The escalation of the Cold War, accompanied by the specter of nuclear annihilation and the rise of totalitarianism, led many artists in the West to invest increasing significance in inward-directed experiences. Struggling with the apparent futility of human progress and the inability of nations to establish just societies, they withdrew from producing art in the service of social causes. For many, the retreat led to pictorial investigations based in abstraction; but for others, the body became a site onto which the psychological anxiety wrought by the political and technological vicissitudes of the mid-century world could be mapped. The often anguished but inscrutable approach to figurative art about the human condition, pursued by a loose confederation of artists active during the 1940s and ’50s, would come to be characterized by critics of the day as “New Images.”
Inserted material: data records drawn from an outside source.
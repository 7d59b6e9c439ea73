//! Interprets the positional words of the command line.

/// What part of the display should be captured.
#[derive(Debug, Clone, Copy, PartialEq, Eq)]
pub(crate) enum CaptureRequest {
    /// The whole root window.
    Screen,
    /// The rectangle anchored at two monitors, both indices inclusive.
    Monitors {
        /// The monitor providing the top-left corner.
        start: i64,
        /// The monitor providing the bottom-right corner.
        end: i64,
    },
    /// A region drawn by the user.
    Draw,
}

/// The index of a bound that was not given.
const UNSET: i64 = -1;

impl CaptureRequest {
    /// Scans the words for `start N`, `end N` and `draw`, in any order.
    ///
    /// A bound that is missing or `-1` takes the value of the other one.
    pub(crate) fn from_words<S: AsRef<str>>(words: &[S]) -> Self {
        if words.is_empty() {
            return Self::Screen;
        }

        let mut start = UNSET;
        let mut end = UNSET;

        let mut words = words.iter().map(AsRef::as_ref);
        while let Some(word) = words.next() {
            match word {
                "draw" => return Self::Draw,
                "start" => start = atoi(words.next().unwrap_or_default()),
                "end" => end = atoi(words.next().unwrap_or_default()),
                _ => {}
            }
        }

        if end == UNSET {
            end = start;
        }
        if start == UNSET {
            start = end;
        }

        Self::Monitors { start, end }
    }
}

/// Reads a leading, optionally signed, decimal number and falls back to zero.
fn atoi(word: &str) -> i64 {
    let word = word.trim_start();
    let (negative, digits) = match word.as_bytes().first() {
        Some(b'-') => (true, &word[1..]),
        Some(b'+') => (false, &word[1..]),
        _ => (false, word),
    };

    let value = digits
        .bytes()
        .take_while(u8::is_ascii_digit)
        .fold(0i64, |acc, digit| {
            acc.saturating_mul(10).saturating_add(i64::from(digit - b'0'))
        });

    if negative {
        -value
    } else {
        value
    }
}

#[cfg(test)]
mod tests {
    use super::*;

    fn parse(words: &[&str]) -> CaptureRequest {
        CaptureRequest::from_words(words)
    }

    #[test]
    fn no_words_captures_the_screen() {
        assert_eq!(parse(&[]), CaptureRequest::Screen);
    }

    #[test]
    fn start_alone_fills_end() {
        assert_eq!(
            parse(&["start", "1"]),
            CaptureRequest::Monitors { start: 1, end: 1 }
        );
    }

    #[test]
    fn end_alone_fills_start() {
        assert_eq!(
            parse(&["end", "2"]),
            CaptureRequest::Monitors { start: 2, end: 2 }
        );
    }

    #[test]
    fn bounds_are_order_independent() {
        assert_eq!(
            parse(&["end", "3", "start", "1"]),
            CaptureRequest::Monitors { start: 1, end: 3 }
        );
        assert_eq!(
            parse(&["start", "1", "end", "3"]),
            CaptureRequest::Monitors { start: 1, end: 3 }
        );
    }

    #[test]
    fn unparsable_numbers_are_zero() {
        assert_eq!(
            parse(&["start", "abc", "end", "2x"]),
            CaptureRequest::Monitors { start: 0, end: 2 }
        );
        assert_eq!(
            parse(&["start"]),
            CaptureRequest::Monitors { start: 0, end: 0 }
        );
    }

    #[test]
    fn minus_one_is_unset() {
        assert_eq!(
            parse(&["start", "1", "end", "-1"]),
            CaptureRequest::Monitors { start: 1, end: 1 }
        );
        assert_eq!(
            parse(&["start", "-1", "end", "2"]),
            CaptureRequest::Monitors { start: 2, end: 2 }
        );
        assert_eq!(
            parse(&["start", "-1"]),
            CaptureRequest::Monitors { start: -1, end: -1 }
        );
    }

    #[test]
    fn other_negative_numbers_are_kept() {
        assert_eq!(
            parse(&["start", "-2", "end", "1"]),
            CaptureRequest::Monitors { start: -2, end: 1 }
        );
    }

    #[test]
    fn draw_wins() {
        assert_eq!(parse(&["start", "0", "draw"]), CaptureRequest::Draw);
    }

    #[test]
    fn unknown_words_leave_both_bounds_unset() {
        assert_eq!(
            parse(&["whatever"]),
            CaptureRequest::Monitors { start: -1, end: -1 }
        );
    }

    #[test]
    fn atoi_reads_leading_digits() {
        assert_eq!(atoi("42"), 42);
        assert_eq!(atoi("  7up"), 7);
        assert_eq!(atoi("+5"), 5);
        assert_eq!(atoi("-"), 0);
        assert_eq!(atoi(""), 0);
    }
}
//! Converts captured framebuffers into 16 bit RGBA.

use image::{ImageBuffer, Rgba};

/// An image with four 16 bit channels per pixel.
pub(crate) type Rgba16Image = ImageBuffer<Rgba<u16>, Vec<u16>>;

/// The channel masks of the root visual.
#[derive(Debug, Clone, Copy, PartialEq, Eq)]
pub(crate) struct Visual {
    /// The bits holding the red channel.
    pub(crate) red_mask: u32,
    /// The bits holding the green channel.
    pub(crate) green_mask: u32,
    /// The bits holding the blue channel.
    pub(crate) blue_mask: u32,
}

/// The order of the bytes making up a single pixel.
#[derive(Debug, Clone, Copy, PartialEq, Eq)]
pub(crate) enum ByteOrder {
    /// Least significant byte first.
    Lsb,
    /// Most significant byte first.
    Msb,
}

impl From<x11rb::protocol::xproto::ImageOrder> for ByteOrder {
    fn from(order: x11rb::protocol::xproto::ImageOrder) -> Self {
        if order == x11rb::protocol::xproto::ImageOrder::MSB_FIRST {
            ByteOrder::Msb
        } else {
            ByteOrder::Lsb
        }
    }
}

/// A captured image in the server's packed pixel format.
#[derive(Debug, Clone, PartialEq, Eq)]
pub(crate) struct RawImage {
    /// The width in pixels.
    pub(crate) width: u32,
    /// The height in pixels.
    pub(crate) height: u32,
    /// The bits per pixel.
    pub(crate) bits_per_pixel: u8,
    /// The length of one row in bytes, including padding.
    pub(crate) stride: usize,
    /// The byte order of each pixel.
    pub(crate) byte_order: ByteOrder,
    /// The pixel data.
    pub(crate) data: Vec<u8>,
}

impl RawImage {
    /// Creates an image without any pixels.
    pub(crate) fn empty(width: u32, height: u32) -> Self {
        RawImage {
            width,
            height,
            bits_per_pixel: 32,
            stride: 0,
            byte_order: ByteOrder::Lsb,
            data: Vec::new(),
        }
    }

    /// Computes the row length of a `ZPixmap` image.
    pub(crate) fn stride_for(width: u32, bits_per_pixel: u8, scanline_pad: u8) -> usize {
        let pad = usize::from(scanline_pad.max(8));
        let bits = width as usize * usize::from(bits_per_pixel);
        bits.div_ceil(pad) * pad / 8
    }

    /// Reads the packed value of the pixel at the given position.
    ///
    /// The position and the data length must have been checked beforehand.
    fn pixel(&self, x: u32, y: u32) -> u32 {
        let bytes = usize::from(self.bits_per_pixel / 8);
        let offset = y as usize * self.stride + x as usize * bytes;
        let bytes = &self.data[offset..offset + bytes];

        match self.byte_order {
            ByteOrder::Lsb => bytes
                .iter()
                .rev()
                .fold(0, |acc, &byte| (acc << 8) | u32::from(byte)),
            ByteOrder::Msb => bytes
                .iter()
                .fold(0, |acc, &byte| (acc << 8) | u32::from(byte)),
        }
    }
}

/// The shifts and scale factors expanding each channel to 16 bits.
#[derive(Debug, Clone, Copy, PartialEq, Eq)]
struct Expansion {
    /// The position of the lowest red bit.
    red_shift: u32,
    /// The position of the lowest green bit.
    green_shift: u32,
    /// The factor taking red to the 16 bit range.
    red_scale: u32,
    /// The factor taking green to the 16 bit range.
    green_scale: u32,
    /// The factor taking blue to the 16 bit range.
    blue_scale: u32,
}

impl Expansion {
    /// Picks the expansion for the given bits per pixel.
    fn for_bpp(bits_per_pixel: u8) -> anyhow::Result<Self> {
        match bits_per_pixel {
            // only 5-6-5 is supported
            16 => Ok(Expansion {
                red_shift: 11,
                green_shift: 5,
                red_scale: 2047,
                green_scale: 1023,
                blue_scale: 2047,
            }),
            // alpha bits of 32 bit images are ignored
            24 | 32 => Ok(Expansion {
                red_shift: 16,
                green_shift: 8,
                red_scale: 257,
                green_scale: 257,
                blue_scale: 257,
            }),
            bpp => anyhow::bail!("unsupported bpp: {bpp}"),
        }
    }

    /// Maps a packed pixel to RGBA16.
    fn apply(self, pixel: u32, visual: Visual) -> Rgba<u16> {
        let channel = |mask: u32, shift: u32, scale: u32| {
            ((pixel & mask) >> shift).wrapping_mul(scale) as u16
        };

        Rgba([
            channel(visual.red_mask, self.red_shift, self.red_scale),
            channel(visual.green_mask, self.green_shift, self.green_scale),
            channel(visual.blue_mask, 0, self.blue_scale),
            u16::MAX,
        ])
    }
}

/// Converts a captured image to RGBA16 using the masks of the given visual.
pub(crate) fn to_rgba16(raw: &RawImage, visual: Visual) -> anyhow::Result<Rgba16Image> {
    if raw.width == 0 || raw.height == 0 {
        return Ok(Rgba16Image::new(raw.width, raw.height));
    }

    let expansion = Expansion::for_bpp(raw.bits_per_pixel)?;

    let row_bytes = raw.width as usize * usize::from(raw.bits_per_pixel / 8);
    if raw.stride < row_bytes {
        anyhow::bail!(
            "row stride of {} bytes is too short for {} pixels",
            raw.stride,
            raw.width
        );
    }
    let needed = (raw.height as usize - 1) * raw.stride + row_bytes;
    if raw.data.len() < needed {
        anyhow::bail!(
            "image data holds {} bytes, but {needed} are needed",
            raw.data.len()
        );
    }

    Ok(ImageBuffer::from_fn(raw.width, raw.height, |x, y| {
        expansion.apply(raw.pixel(x, y), visual)
    }))
}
For this generation, Picasso’s searing mural Guernica (1937), painted in response to the first fascist air raid on a civilian target during the Spanish Civil War, and Max Beckmann’s dystopian compositions became immediate icons of the era and critical models for an artistic path forward. Guernica was on perpetual tour in the United States from 1939 to 1958. When it was installed at the Fogg in the fall of 1941, a Harvard Crimson reviewer noted the effectiveness of the “horrible, almost indecent distortions” of its figures in conveying the artist’s moral outrage. Beckmann’s large-scale triptych Actors (1941–42), on view here, was included in important exhibitions of the artist’s work in America throughout the 1940s and ’50s, and entered the Fogg’s collection in 1955.
Works by Georg Baselitz and Philip Guston in this gallery point to the broader significance of New Images for the development of diverse approaches to using the body as a discursive subject among a number of key contemporary artists beginning as early as the 1960s and extending to contemporary practice.